[Start of section]

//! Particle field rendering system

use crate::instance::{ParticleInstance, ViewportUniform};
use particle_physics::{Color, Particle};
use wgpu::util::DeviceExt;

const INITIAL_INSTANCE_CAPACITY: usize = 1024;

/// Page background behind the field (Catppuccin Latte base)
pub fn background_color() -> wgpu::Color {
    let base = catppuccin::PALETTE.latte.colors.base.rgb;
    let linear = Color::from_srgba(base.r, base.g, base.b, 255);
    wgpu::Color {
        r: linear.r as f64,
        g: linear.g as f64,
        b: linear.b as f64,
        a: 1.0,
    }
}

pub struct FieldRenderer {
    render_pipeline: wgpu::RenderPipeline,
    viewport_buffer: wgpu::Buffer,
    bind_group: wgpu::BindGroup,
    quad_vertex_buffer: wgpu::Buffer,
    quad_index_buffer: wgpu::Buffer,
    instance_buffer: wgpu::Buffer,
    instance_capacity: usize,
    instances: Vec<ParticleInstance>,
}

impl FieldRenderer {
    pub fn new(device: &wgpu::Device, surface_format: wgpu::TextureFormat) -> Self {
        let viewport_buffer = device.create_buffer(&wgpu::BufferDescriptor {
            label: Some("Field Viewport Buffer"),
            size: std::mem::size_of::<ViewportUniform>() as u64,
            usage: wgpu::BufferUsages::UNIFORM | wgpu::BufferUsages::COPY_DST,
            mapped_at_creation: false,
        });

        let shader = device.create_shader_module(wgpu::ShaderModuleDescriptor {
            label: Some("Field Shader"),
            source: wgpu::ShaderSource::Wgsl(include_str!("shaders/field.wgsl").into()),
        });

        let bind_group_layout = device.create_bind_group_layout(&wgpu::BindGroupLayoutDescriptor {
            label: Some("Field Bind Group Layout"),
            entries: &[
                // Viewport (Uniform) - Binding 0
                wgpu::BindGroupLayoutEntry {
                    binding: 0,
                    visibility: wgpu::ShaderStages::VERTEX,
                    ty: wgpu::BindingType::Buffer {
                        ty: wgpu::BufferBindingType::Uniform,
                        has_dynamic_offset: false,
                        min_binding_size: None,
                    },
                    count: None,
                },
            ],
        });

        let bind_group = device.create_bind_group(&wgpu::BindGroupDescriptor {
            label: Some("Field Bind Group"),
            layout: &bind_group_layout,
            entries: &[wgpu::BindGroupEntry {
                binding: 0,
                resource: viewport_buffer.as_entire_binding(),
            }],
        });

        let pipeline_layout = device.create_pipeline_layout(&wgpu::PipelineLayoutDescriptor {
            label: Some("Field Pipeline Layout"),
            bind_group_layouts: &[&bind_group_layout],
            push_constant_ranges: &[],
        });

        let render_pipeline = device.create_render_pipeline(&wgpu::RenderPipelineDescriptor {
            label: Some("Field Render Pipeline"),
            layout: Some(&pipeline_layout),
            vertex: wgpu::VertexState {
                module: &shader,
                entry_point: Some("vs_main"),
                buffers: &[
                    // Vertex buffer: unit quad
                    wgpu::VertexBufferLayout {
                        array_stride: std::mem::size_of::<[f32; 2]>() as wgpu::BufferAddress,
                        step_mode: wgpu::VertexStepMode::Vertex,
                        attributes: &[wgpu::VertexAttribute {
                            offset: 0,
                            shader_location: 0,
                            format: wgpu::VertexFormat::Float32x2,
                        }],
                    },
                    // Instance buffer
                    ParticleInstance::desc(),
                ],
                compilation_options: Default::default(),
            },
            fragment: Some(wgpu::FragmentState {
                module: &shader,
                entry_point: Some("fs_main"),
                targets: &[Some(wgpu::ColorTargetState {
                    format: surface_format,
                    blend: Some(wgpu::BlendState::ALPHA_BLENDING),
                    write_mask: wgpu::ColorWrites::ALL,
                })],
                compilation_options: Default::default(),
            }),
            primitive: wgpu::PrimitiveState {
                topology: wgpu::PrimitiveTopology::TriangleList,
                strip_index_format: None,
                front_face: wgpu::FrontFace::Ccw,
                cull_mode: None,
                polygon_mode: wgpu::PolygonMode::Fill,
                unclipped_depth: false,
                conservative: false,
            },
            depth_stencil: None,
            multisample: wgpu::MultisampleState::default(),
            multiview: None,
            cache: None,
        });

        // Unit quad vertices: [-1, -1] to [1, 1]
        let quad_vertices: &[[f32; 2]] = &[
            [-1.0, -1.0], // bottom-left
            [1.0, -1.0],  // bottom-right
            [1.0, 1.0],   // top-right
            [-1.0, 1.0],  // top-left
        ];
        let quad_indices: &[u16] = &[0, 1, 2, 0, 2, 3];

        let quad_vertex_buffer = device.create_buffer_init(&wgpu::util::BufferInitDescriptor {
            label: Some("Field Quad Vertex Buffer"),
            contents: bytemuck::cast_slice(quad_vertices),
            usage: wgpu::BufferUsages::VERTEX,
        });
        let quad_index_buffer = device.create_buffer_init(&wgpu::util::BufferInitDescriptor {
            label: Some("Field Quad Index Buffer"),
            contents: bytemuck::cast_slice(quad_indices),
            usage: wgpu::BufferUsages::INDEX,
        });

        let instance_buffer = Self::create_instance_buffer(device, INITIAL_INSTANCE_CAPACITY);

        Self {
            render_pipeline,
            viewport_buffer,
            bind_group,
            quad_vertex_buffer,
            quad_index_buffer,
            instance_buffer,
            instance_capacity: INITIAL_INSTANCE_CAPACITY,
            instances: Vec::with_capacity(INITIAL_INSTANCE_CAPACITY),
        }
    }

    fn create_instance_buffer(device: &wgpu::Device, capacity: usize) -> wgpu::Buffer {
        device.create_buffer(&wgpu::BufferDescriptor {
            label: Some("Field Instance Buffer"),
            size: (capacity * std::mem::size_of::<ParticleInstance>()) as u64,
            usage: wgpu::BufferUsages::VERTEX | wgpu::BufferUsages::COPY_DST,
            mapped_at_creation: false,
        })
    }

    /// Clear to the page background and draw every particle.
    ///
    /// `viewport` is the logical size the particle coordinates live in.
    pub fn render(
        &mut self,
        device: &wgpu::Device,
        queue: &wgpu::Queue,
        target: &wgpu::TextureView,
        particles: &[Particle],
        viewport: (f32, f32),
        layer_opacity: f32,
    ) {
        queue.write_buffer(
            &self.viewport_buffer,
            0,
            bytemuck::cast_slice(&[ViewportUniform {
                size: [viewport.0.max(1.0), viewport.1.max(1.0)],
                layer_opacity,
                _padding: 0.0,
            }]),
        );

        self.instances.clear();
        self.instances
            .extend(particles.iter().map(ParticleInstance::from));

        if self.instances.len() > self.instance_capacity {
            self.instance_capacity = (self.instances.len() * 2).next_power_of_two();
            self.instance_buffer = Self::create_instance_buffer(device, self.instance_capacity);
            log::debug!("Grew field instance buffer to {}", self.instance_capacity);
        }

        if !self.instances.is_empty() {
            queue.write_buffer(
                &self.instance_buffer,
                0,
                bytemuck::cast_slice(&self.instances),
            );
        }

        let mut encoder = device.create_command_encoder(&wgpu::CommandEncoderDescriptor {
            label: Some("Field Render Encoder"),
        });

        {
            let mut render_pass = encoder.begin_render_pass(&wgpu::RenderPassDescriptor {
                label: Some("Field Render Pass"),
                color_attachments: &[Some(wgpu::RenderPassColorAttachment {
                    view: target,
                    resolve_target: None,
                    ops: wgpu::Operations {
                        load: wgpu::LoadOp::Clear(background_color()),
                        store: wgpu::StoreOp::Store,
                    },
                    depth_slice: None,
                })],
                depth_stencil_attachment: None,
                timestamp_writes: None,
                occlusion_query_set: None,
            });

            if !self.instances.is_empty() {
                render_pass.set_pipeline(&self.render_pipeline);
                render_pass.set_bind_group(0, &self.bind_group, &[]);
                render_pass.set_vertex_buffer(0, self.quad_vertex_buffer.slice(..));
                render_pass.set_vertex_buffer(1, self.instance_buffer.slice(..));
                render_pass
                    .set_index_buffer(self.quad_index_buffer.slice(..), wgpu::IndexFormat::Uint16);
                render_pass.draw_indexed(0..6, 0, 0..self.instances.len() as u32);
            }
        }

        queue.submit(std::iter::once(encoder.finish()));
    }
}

[End of section]

◆ **REQUIREMENT**: Show me every line of the entries above that holds "particles".

◆ **SOLUTION FOR THIS PROBLEM**:
        particles: &[Particle],
            .extend(particles.iter().map(ParticleInstance::from));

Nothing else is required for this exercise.